-- Task item --
Return every line of the data below that includes the string "DefaultHeaders".

Input for this task below:

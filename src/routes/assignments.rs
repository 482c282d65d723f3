use actix_web::{HttpRequest, HttpResponse, web};

use super::{reports, submissions};
use crate::errors::GradebookError;
use crate::middlewares::{self, RequireJWT};
use crate::models::assignments::{CreateAssignmentRequest, UpdateAssignmentRequest};
use crate::models::common::ApiResponse;
use crate::services::AssignmentService;

// 创建作业
pub async fn create_assignment(
    req: HttpRequest,
    service: web::Data<AssignmentService>,
    body: web::Json<CreateAssignmentRequest>,
) -> Result<HttpResponse, GradebookError> {
    let actor = RequireJWT::actor(&req)?;
    let assignment = service
        .create_assignment(&actor, body.into_inner())
        .await?;
    Ok(HttpResponse::Created().json(ApiResponse::success(assignment, "作业创建成功")))
}

// 获取作业详情
pub async fn get_assignment(
    req: HttpRequest,
    service: web::Data<AssignmentService>,
    path: web::Path<i64>,
) -> Result<HttpResponse, GradebookError> {
    let actor = RequireJWT::actor(&req)?;
    let assignment = service.get_assignment(&actor, path.into_inner()).await?;
    Ok(HttpResponse::Ok().json(ApiResponse::success(assignment, "获取成功")))
}

// 更新作业
pub async fn update_assignment(
    req: HttpRequest,
    service: web::Data<AssignmentService>,
    path: web::Path<i64>,
    body: web::Json<UpdateAssignmentRequest>,
) -> Result<HttpResponse, GradebookError> {
    let actor = RequireJWT::actor(&req)?;
    let assignment = service
        .update_assignment(&actor, path.into_inner(), body.into_inner())
        .await?;
    Ok(HttpResponse::Ok().json(ApiResponse::success(assignment, "作业更新成功")))
}

// 删除作业（有提交时停用）
pub async fn delete_assignment(
    req: HttpRequest,
    service: web::Data<AssignmentService>,
    path: web::Path<i64>,
) -> Result<HttpResponse, GradebookError> {
    let actor = RequireJWT::actor(&req)?;
    let resp = service
        .delete_assignment(&actor, path.into_inner())
        .await?;
    Ok(HttpResponse::Ok().json(ApiResponse::success(resp, "作业已删除")))
}

// 配置路由
pub fn configure_assignments_routes(cfg: &mut web::ServiceConfig) {
    cfg.service(
        web::scope("/api/v1/assignments")
            .wrap(middlewares::RequireJWT)
            .service(web::resource("").route(web::post().to(create_assignment)))
            .service(
                web::resource("/{id}")
                    .route(web::get().to(get_assignment))
                    .route(web::put().to(update_assignment))
                    .route(web::delete().to(delete_assignment)),
            )
            // 学生提交作业
            .service(
                web::resource("/{id}/submissions")
                    .route(web::post().to(submissions::submit_assignment)),
            )
            // 提交对账报告与导出，权限在业务层检查
            .service(web::resource("/{id}/report").route(web::get().to(reports::get_report)))
            .service(
                web::resource("/{id}/report/export")
                    .route(web::get().to(reports::export_report)),
            ),
    );
}
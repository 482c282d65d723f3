use actix_cors::Cors;
use actix_web::middleware::{Compress, DefaultHeaders};
use actix_web::{App, HttpServer, web};
use dotenv::dotenv;
use human_panic::setup_panic;
use tracing::{debug, warn};

// 从 lib.rs 导入模块
use rust_gradebook_next::config::AppConfig;
use rust_gradebook_next::routes;
use rust_gradebook_next::runtime::lifetime;
use rust_gradebook_next::utils::{json_error_handler, path_error_handler, query_error_handler};

#[actix_web::main]
async fn main() -> std::io::Result<()> {
    dotenv().ok();

    // 记录程序启动时间
    let started_at = chrono::Utc::now();

    // 启动前预处理 //

    // 初始化配置
    setup_panic!();
    let config = AppConfig::load().map_err(|e| {
        eprintln!("Failed to load configuration: {e}");
        std::io::Error::other(e.to_string())
    })?;

    // 初始化日志
    let stdout_log = std::io::stdout();
    let (non_blocking_writer, _guard) = tracing_appender::non_blocking(stdout_log);
    let filter = tracing_subscriber::EnvFilter::new(&config.app.log_level);
    let tracing_format = tracing_subscriber::fmt::format()
        .with_level(true)
        .with_ansi(true);

    let tracing_builder = tracing_subscriber::fmt()
        .with_env_filter(filter)
        .with_writer(non_blocking_writer)
        .event_format(tracing_format);

    if config.is_development() {
        tracing_builder
            .with_file(true)
            .with_line_number(true)
            .init();
    } else {
        tracing_builder.json().init();
    }

    // 打印信息
    warn!(
        "Starting pre-startup processing...
        Project: {}
        Version: {}
        Authors: {}",
        env!("CARGO_PKG_NAME"),
        env!("CARGO_PKG_VERSION"),
        env!("CARGO_PKG_AUTHORS")
    );

    let startup = lifetime::startup::prepare_server_startup(&config)
        .await
        .map_err(|e| std::io::Error::other(e.to_string()))?;

    // 输出预处理时间
    debug!(
        "Pre-startup processing completed in {} ms",
        chrono::Utc::now()
            .signed_duration_since(started_at)
            .num_milliseconds()
    );

    // 预处理完成 //

    warn!("Using {} CPU cores for the server", config.server.workers);

    let storage = startup.storage.clone();
    let jwt = startup.jwt.clone();
    let assignments = startup.assignments.clone();
    let submissions = startup.submissions.clone();
    let grades = startup.grades.clone();
    let reports = startup.reports.clone();
    let cors_config = config.cors.clone();
    let keep_alive = config.server.timeouts.keep_alive;
    let max_payload_size = config.server.limits.max_payload_size;

    // Start the HTTP server
    let server = HttpServer::new(move || {
        // 未配置来源时允许任意来源
        let cors = if cors_config.allowed_origins.is_empty() {
            Cors::default().allow_any_origin()
        } else {
            cors_config
                .allowed_origins
                .iter()
                .fold(Cors::default(), |cors, origin| cors.allowed_origin(origin))
        };

        App::new()
            .wrap(
                cors.allow_any_method()
                    .allow_any_header()
                    .max_age(cors_config.max_age),
            )
            .wrap(Compress::default())
            .wrap(
                DefaultHeaders::new()
                    .add(("Connection", "keep-alive"))
                    .add(("Keep-Alive", format!("timeout={keep_alive}, max=1000")))
                    .add(("Cache-Control", "no-cache, no-store, must-revalidate")),
            )
            .app_data(web::QueryConfig::default().error_handler(query_error_handler)) // 设置查询参数错误处理器
            .app_data(web::JsonConfig::default().error_handler(json_error_handler)) // 设置JSON错误处理器
            .app_data(web::PathConfig::default().error_handler(path_error_handler)) // 设置路径参数错误处理器
            .app_data(web::Data::new(storage.clone()))
            .app_data(jwt.clone())
            .app_data(assignments.clone())
            .app_data(submissions.clone())
            .app_data(grades.clone())
            .app_data(reports.clone())
            .app_data(web::PayloadConfig::new(max_payload_size)) // 设置最大请求体大小
            .configure(routes::configure_routes)
    })
    .keep_alive(std::time::Duration::from_secs(keep_alive)) // 启用长连接
    .client_request_timeout(std::time::Duration::from_millis(
        config.server.timeouts.client_request,
    )) // 客户端超时
    .client_disconnect_timeout(std::time::Duration::from_millis(
        config.server.timeouts.client_disconnect,
    )) // 断连超时
    .workers(config.server.workers);

    let bind_address = config.server_bind_address();
    warn!("Starting server at http://{}", bind_address);
    let server = server.bind(bind_address)?.run();

    tokio::select! {
        res = server => {
            res?;
        }
        _ = lifetime::shutdown::listen_for_shutdown(startup.events.clone()) => {
            warn!("Graceful shutdown: all tasks completed");
        }
    }

    Ok(())
}
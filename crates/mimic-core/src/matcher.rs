//! Similarity lookup over remembered exchanges.
//!
//! Two encoded texts are compared position by position over the shorter of
//! their unpadded lengths. This is a deliberately crude notion of "similar":
//! it rewards shared prefixes and aligned characters, not edit distance.
//!
//! The scan is linear in the store size, which is fine for conversation
//! memory but not for anything resembling a search index.

use mimic_types::memory::Exchange;
use tracing::debug;

use crate::codec::{EncodedVector, encode};

/// A stored output must score strictly above this to be reused.
pub const SIMILARITY_THRESHOLD: f64 = 0.7;

/// A stored exchange whose input matched the query.
#[derive(Debug, Clone, Copy, PartialEq)]
pub struct Match<'a> {
    /// Position of the exchange in store order.
    pub index: usize,
    pub score: f64,
    pub output: &'a str,
}

/// Fraction of positionally equal codes over the shorter unpadded length.
///
/// Symmetric. Returns `0.0` when either side is empty.
pub fn similarity(a: &EncodedVector, b: &EncodedVector) -> f64 {
    let len = a.significant_len().min(b.significant_len());
    if len == 0 {
        return 0.0;
    }
    let equal = a.codes()[..len]
        .iter()
        .zip(&b.codes()[..len])
        .filter(|(x, y)| x == y)
        .count();
    equal as f64 / len as f64
}

/// Find the stored output whose input best matches `query`.
///
/// Ties keep the earliest exchange. Returns `None` for an empty store or
/// when the best score does not exceed [`SIMILARITY_THRESHOLD`].
pub fn find<'a>(query: &EncodedVector, exchanges: &'a [Exchange]) -> Option<Match<'a>> {
    let mut best: Option<Match<'a>> = None;

    for (index, exchange) in exchanges.iter().enumerate() {
        let score = similarity(query, &encode(&exchange.input));
        let best_score = best.map_or(0.0, |m| m.score);
        if score > best_score {
            best = Some(Match {
                index,
                score,
                output: &exchange.output,
            });
        }
    }

    match best {
        Some(m) if m.score > SIMILARITY_THRESHOLD => {
            debug!(index = m.index, score = m.score, "memory hit");
            Some(m)
        }
        Some(m) => {
            debug!(score = m.score, "best memory candidate below threshold");
            None
        }
        None => None,
    }
}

End of Input for this task.

-- Answer to this task --
use actix_web::middleware::{Compress, DefaultHeaders};
                DefaultHeaders::new()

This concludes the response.